As parents, most of us try very hard to raise our children the best we know how and to instill in them eternal truths and values that will help guide them through life. All too soon, though, our children become adults and find themselves immersed in the ways of the world. It happens so gradually, doesn’t it?  They may start going to Mass less and less often, praying less and less.  Pretty soon, they don’t go to Mass at all.  Then they may begin to question God’s existence in the first place.  The world tells them they don’t have to honor the faith of their parents.  The world tells them that it is up to them to decide what to believe.  Your truth is your truth, and my truth is my truth––it is all relative, and one truth is just as valid as another.  They are even told their parents have violated their individual rights.  That is Satan’s lie!  He wants to make black and white into gray.

We women, as mother’s, have the great privilege to conceive and bear children as given us by God.  I have been so grateful to be able to exercise that gift.  My husband and I were blessed with two natural children––a son and a daughter—and we homeschooled them from early on.  Taking very seriously the mandate from God to raise them in the Church in accordance with the Magisterium, we felt called to be a homeschooling family in order to teach them the complete Truth along with all the reasons and Traditions behind it all.

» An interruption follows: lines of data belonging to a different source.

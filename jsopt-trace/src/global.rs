//! Process-wide logger for the outermost integration boundary.
//!
//! Library code should take a `&TraceLogger` argument instead of reaching
//! for this. Binaries install their logger once at startup and call
//! [`shutdown`] before exiting, since statics are never dropped.

use std::sync::OnceLock;

use crate::config::TraceConfig;
use crate::logger::TraceLogger;

static GLOBAL: OnceLock<TraceLogger> = OnceLock::new();

/// Installs `logger` as the global instance. Hands it back if one is
/// already installed.
pub fn install(logger: TraceLogger) -> Result<&'static TraceLogger, TraceLogger> {
    let mut candidate = Some(logger);
    let installed = GLOBAL.get_or_init(|| candidate.take().unwrap_or_else(TraceLogger::disabled));
    match candidate {
        Some(rejected) => Err(rejected),
        None => Ok(installed),
    }
}

/// The global logger, configured from the environment on first use.
pub fn get() -> &'static TraceLogger {
    GLOBAL.get_or_init(|| TraceLogger::open_or_disabled(TraceConfig::from_env()))
}

/// Drains and closes the global logger, if one was ever created.
pub fn shutdown() {
    if let Some(logger) = GLOBAL.get() {
        logger.shutdown();
    }
}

Nevertheless, my husband and I have experienced first hand what it feels like to have our children depart from their heritage.  Our son claims himself to be an agnostic.  And when our daughter was about 18, she started seeing a non-denominational young man whom she met at a nearby junior college.  At first, she was only seeing him in group activities, as we required.  Almost immediately, discussions took place regarding mixed-faith relationships and the difficulties involved.  She seemed to understand the reasons for our concern and had discussions with him about this issue.  Over the next few months, as she saw him more and more frequently, the discussions continued, but with no evident resolution in sight.  She continued her relationship with her non-Catholic young man; and as I write this, she is preparing to marry him outside the Church.

The chain of events unfolded gradually, but the pain and negative feedback from family members began almost immediately.  How could this be happening to our family?  We find ourselves on an emotional roller coaster, but God has not let us down.  He has given us the support of many faithful Catholics who lift us up when we experience negative feedback from our daughter and other family members.

Our daughter’s decision set in motion a complex course of events, spawning many questions and creating many quandaries.  Are they going to marry in the Church?  Is he going to convert?  How are their decisions going to impact my husband and me and our involvement in their wedding?  What ramifications do we need to consider?

Should we help support their wedding financially?  Would we be implicitly or overtly showing approval of the marriage?  Should we go to the wedding, but sit in the back and leave before the reception starts?  As parents of the bride, how could we attend without the traditional participation expected of the bride’s family?  Can my husband walk her down the aisle?  How would it look if her dad didn’t walk her down the aisle?  Would that cause her undue embarrassment?  Should we not attend at all?  How do we explain to her seven adopted brothers and sisters that they can’t go to their sister’s wedding?  What would be the best way to avoid as much pain and scandal as possible?  After all, we do love our daughter and care about how our decision will affect her and how it will impact our future relationship.  How much support can we give this marriage without compromising our beliefs?  Can we find a way to make a stand without causing undue stress? What does the Church teach about attending invalid weddings?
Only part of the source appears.